Same optimal point — The logarithm is a strictly increasing function. Whatever $θ$ maximizes $L (θ)$ will also maximize $ℓ (θ)$ . We changed the scale, not the location of the peak.

\underset{θ}{\arg max} L (θ) = \underset{θ}{\arg max} ℓ (θ)

VI. From Log-Likelihood to Loss — The Machine Learning Convention

There is one final gap to bridge. Machine learning optimizers — like Gradient Descent — are built to minimize a function, not maximize one. They are designed to roll downhill into a valley, not climb to a peak.

The fix is simple: multiply by $- 1$ . This flips the mountain into a valley. We also divide by $N$ to get the average loss per sample, which keeps training stable regardless of dataset or batch size.

J (θ) = - \frac{1}{N} \sum_{i = 1}^{N} \log P (y_{i} ∣ x_{i}; θ)

This is the Negative Log-Likelihood (NLL) loss. Minimizing it is mathematically equivalent to performing MLE.

VII. The Binary Cross-Entropy Loss — A Concrete Derivation

For a binary classification problem (e.g., up or down, spam or not), the model outputs a probability ${\hat{y}}_{i} = P (y_{i} = 1 ∣ x_{i}; θ)$ , typically via a sigmoid function.

For a single data point, the probability of the correct label is:

P (y_{i} ∣ x_{i}; θ) = {\hat{y}}_{i}^{y_{i}} \cdot (1 - {\hat{y}}_{i})^{1 - y_{i}}

This is a clean trick: when $y_{i} = 1$ , it evaluates to ${\hat{y}}_{i}$ . When $y_{i} = 0$ , it evaluates to $1 - {\hat{y}}_{i}$ . Taking the log:

\log P (y_{i} ∣ x_{i}; θ) = y_{i} \log ({\hat{y}}_{i}) + (1 - y_{i}) \log (1 - {\hat{y}}_{i})

Plugging into the NLL loss gives the Binary Cross-Entropy (Log Loss) formula:

J (θ) = - \frac{1}{N} \sum_{i = 1}^{N} [y_{i} \log ({\hat{y}}_{i}) + (1 - y_{i}) \log (1 - {\hat{y}}_{i})]

Breaking down the two terms:

$y_{i} \log ({\hat{y}}_{i})$ — is active when the true label is 1. It penalizes the model for assigning a low probability to a positive outcome.
$(1 - y_{i}) \log (1 - {\hat{y}}_{i})$ — is active when the true label is 0. It penalizes the model for assigning a high probability to a negative outcome.

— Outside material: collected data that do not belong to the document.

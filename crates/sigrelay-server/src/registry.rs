//! Live connections and the role each has declared.

use std::collections::HashMap;

use serde::Serialize;
use sigrelay_core::{ConnectionId, ConnectionKey, RelayError, Role};

use crate::connection::Connection;

/// Per-connection state.
#[derive(Clone, Debug)]
pub struct ConnectionRecord {
    pub id: ConnectionId,
    /// `None` until the connection sends a `mode` message.
    pub role: Option<Role>,
    pub connection: Connection,
}

/// Result of a successful [`Registry::set_role`].
#[derive(Clone, Copy, Debug, PartialEq, Eq)]
pub enum RoleAssignment {
    /// The role was unset and is now set.
    Assigned,
    /// The connection already had this exact role.
    Unchanged,
}

/// Point-in-time counts, used by `/health` and the diagnostic log.
#[derive(Clone, Copy, Debug, Default, PartialEq, Eq, Serialize)]
pub struct RegistrySnapshot {
    pub connections: usize,
    pub hosts: usize,
    pub clients: usize,
    pub unregistered: usize,
}

/// Map from connection key to record.
///
/// Holds exactly the open connections. Not synchronized: the relay actor is
/// its only owner.
#[derive(Debug)]
pub struct Registry {
    records: HashMap<ConnectionKey, ConnectionRecord>,
    next_id: u64,
}

impl Registry {
    pub fn new() -> Self {
        Self {
            records: HashMap::new(),
            next_id: 1,
        }
    }

    /// Add a connection with no role and hand out its id.
    pub fn register(&mut self, connection: Connection) -> Result<ConnectionId, RelayError> {
        if self.records.contains_key(connection.key()) {
            return Err(RelayError::AlreadyConnected);
        }
        let id = ConnectionId::new(self.next_id);
        self.next_id += 1;
        let _ = self.records.insert(
            connection.key().clone(),
            ConnectionRecord {
                id,
                role: None,
                connection,
            },
        );
        Ok(id)
    }

    /// Set the role of a registered connection.
    ///
    /// A role is set at most once: repeating the same role is a no-op,
    /// asking for the other role is a [`RelayError::RoleConflict`].
    pub fn set_role(
        &mut self,
        key: &ConnectionKey,
        role: Role,
    ) -> Result<RoleAssignment, RelayError> {
        let record = self
            .records
            .get_mut(key)
            .ok_or(RelayError::UnregisteredConnection)?;
        match record.role {
            None => {
                record.role = Some(role);
                Ok(RoleAssignment::Assigned)
            }
            Some(current) if current == role => Ok(RoleAssignment::Unchanged),
            Some(current) => Err(RelayError::RoleConflict {
                current,
                requested: role,
            }),
        }
    }

    /// Remove a connection. Returns `None` if it was already gone.
    pub fn unregister(&mut self, key: &ConnectionKey) -> Option<ConnectionRecord> {
        self.records.remove(key)
    }

    pub fn get(&self, key: &ConnectionKey) -> Option<&ConnectionRecord> {
        self.records.get(key)
    }

    pub fn role_of(&self, key: &ConnectionKey) -> Option<Role> {
        self.records.get(key).and_then(|r| r.role)
    }

    pub fn count_by_role(&self, role: Role) -> usize {
        self.records
            .values()
            .filter(|r| r.role == Some(role))
            .count()
    }

    /// Visit every connection with `role`. Order is unspecified.
    pub fn for_each(&self, role: Role, mut f: impl FnMut(&ConnectionRecord)) {
        self.records
            .values()
            .filter(|r| r.role == Some(role))
            .for_each(|r| f(r));
    }

    pub fn len(&self) -> usize {
        self.records.len()
    }

    pub fn is_empty(&self) -> bool {
        self.records.is_empty()
    }

    pub fn snapshot(&self) -> RegistrySnapshot {
        let hosts = self.count_by_role(Role::Host);
        let clients = self.count_by_role(Role::Client);
        RegistrySnapshot {
            connections: self.records.len(),
            hosts,
            clients,
            unregistered: self.records.len() - hosts - clients,
        }
    }
}

impl Default for Registry {
    fn default() -> Self {
        Self::new()
    }
}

Only one term fires per data point. Together they cover both cases.

VIII. The Full Picture

MLE \overset{\log}{\to} Log-Likelihood \overset{\times - \frac{1}{N}}{\to} Binary Cross-Entropy Loss

Every time you train a logistic regression or a neural network with binary cross-entropy loss, you are — under the hood — performing Maximum Likelihood Estimation. The loss function is not an arbitrary choice; it is a direct mathematical consequence of the probabilistic model you assumed.